WHAT YOU WILL DO:
Show each line of the entries below in which the word "impl" appears.

MATERIAL FOR THE TASK:
□ □ □ □ □ □ □

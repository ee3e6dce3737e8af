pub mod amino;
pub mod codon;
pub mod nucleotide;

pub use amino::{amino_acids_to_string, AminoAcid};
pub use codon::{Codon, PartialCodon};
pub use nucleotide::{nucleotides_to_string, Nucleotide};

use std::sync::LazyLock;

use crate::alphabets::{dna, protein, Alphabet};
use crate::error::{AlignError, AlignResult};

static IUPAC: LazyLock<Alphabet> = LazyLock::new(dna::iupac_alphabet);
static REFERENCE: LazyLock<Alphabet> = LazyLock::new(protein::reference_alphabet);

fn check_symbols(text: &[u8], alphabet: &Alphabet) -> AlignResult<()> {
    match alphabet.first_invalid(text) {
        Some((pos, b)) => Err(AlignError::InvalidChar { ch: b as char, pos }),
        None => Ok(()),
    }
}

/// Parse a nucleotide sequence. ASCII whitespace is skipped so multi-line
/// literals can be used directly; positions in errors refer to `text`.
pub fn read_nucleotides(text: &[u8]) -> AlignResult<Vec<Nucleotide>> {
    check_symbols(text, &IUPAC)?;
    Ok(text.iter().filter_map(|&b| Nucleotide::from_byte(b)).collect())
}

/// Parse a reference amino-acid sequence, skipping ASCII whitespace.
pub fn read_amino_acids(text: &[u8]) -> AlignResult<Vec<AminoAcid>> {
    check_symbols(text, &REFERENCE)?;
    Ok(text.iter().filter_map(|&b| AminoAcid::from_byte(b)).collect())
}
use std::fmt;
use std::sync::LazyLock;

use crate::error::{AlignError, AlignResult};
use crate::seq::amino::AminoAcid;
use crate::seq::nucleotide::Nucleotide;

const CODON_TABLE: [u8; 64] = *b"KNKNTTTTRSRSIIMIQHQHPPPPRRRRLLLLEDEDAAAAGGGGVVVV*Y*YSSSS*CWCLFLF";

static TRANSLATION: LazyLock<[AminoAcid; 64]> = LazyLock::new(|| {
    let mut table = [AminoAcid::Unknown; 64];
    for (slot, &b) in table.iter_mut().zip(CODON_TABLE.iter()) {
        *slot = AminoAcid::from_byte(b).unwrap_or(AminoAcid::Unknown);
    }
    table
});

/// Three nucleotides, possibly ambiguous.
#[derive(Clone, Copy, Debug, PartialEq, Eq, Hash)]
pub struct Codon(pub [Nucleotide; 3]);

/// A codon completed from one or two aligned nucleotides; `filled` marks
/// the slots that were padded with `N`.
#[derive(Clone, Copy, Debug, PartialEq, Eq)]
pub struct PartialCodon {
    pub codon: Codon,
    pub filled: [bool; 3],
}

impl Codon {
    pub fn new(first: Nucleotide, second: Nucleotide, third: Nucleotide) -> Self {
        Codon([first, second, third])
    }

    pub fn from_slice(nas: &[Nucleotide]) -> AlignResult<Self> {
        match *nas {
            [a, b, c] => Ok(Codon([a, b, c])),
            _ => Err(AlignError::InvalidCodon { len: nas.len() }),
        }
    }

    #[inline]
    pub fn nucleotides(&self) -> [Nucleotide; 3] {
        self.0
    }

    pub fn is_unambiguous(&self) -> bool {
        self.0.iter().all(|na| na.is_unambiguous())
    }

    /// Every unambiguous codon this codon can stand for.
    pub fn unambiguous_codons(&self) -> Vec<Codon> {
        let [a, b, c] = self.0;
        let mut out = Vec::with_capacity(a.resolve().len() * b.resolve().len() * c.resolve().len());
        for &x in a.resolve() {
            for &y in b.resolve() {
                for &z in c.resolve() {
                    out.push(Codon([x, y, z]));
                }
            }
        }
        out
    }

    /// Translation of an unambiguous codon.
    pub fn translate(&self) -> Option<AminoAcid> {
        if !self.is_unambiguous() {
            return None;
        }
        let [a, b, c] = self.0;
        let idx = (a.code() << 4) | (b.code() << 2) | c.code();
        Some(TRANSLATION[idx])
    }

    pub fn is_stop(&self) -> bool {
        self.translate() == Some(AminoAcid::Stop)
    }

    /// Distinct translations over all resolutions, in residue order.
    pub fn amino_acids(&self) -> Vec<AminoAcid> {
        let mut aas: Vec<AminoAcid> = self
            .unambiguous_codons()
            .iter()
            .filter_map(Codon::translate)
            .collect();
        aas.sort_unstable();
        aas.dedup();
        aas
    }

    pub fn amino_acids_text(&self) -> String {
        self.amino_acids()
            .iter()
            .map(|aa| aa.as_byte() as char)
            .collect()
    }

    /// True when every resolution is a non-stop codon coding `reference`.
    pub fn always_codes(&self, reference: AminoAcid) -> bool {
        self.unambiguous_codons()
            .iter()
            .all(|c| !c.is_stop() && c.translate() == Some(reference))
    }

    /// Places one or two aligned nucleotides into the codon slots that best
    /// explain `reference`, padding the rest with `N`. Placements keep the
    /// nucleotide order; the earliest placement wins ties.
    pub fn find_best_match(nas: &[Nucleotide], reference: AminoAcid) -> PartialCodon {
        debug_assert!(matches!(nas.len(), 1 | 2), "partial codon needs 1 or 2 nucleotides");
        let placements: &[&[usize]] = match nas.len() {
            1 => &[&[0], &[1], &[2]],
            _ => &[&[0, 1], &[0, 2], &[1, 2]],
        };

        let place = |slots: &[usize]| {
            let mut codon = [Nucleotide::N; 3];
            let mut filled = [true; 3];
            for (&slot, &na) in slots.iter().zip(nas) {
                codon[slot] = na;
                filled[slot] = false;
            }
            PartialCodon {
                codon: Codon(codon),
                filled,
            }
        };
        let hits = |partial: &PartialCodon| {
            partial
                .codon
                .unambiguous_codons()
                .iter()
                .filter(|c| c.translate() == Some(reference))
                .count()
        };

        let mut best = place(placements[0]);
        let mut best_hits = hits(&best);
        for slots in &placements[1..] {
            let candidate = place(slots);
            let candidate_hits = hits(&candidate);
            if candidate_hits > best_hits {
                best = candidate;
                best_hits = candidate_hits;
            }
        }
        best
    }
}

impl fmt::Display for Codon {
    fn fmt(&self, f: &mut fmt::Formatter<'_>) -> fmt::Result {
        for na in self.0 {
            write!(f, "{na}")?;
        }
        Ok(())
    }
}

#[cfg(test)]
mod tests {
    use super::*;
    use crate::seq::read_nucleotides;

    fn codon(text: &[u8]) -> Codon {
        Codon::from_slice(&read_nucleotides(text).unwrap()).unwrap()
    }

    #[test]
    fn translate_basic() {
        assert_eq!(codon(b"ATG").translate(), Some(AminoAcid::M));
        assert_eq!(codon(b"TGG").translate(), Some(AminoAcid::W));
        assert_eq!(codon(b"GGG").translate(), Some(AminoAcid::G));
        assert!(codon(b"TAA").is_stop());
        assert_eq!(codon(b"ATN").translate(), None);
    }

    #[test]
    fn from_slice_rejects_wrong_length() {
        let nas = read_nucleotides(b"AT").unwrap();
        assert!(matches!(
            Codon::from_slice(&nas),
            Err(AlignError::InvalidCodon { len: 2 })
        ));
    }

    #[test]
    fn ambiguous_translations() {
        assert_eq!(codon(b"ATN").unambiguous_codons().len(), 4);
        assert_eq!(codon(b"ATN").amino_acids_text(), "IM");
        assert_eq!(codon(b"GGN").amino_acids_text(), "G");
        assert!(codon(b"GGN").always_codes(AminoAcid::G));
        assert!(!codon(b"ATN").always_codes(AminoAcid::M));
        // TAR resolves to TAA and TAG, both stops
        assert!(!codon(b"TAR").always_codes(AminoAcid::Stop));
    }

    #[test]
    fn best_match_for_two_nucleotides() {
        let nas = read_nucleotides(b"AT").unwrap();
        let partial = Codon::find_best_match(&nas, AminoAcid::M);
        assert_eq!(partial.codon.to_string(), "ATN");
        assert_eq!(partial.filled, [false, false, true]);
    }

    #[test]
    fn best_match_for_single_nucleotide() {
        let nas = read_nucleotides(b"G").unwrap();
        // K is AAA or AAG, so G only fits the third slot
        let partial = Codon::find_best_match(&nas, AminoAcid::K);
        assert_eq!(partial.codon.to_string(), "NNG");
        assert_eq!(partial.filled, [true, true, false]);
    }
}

□ □ □ □ □ □ □

WRITTEN REPLY:
impl Codon {
impl fmt::Display for Codon {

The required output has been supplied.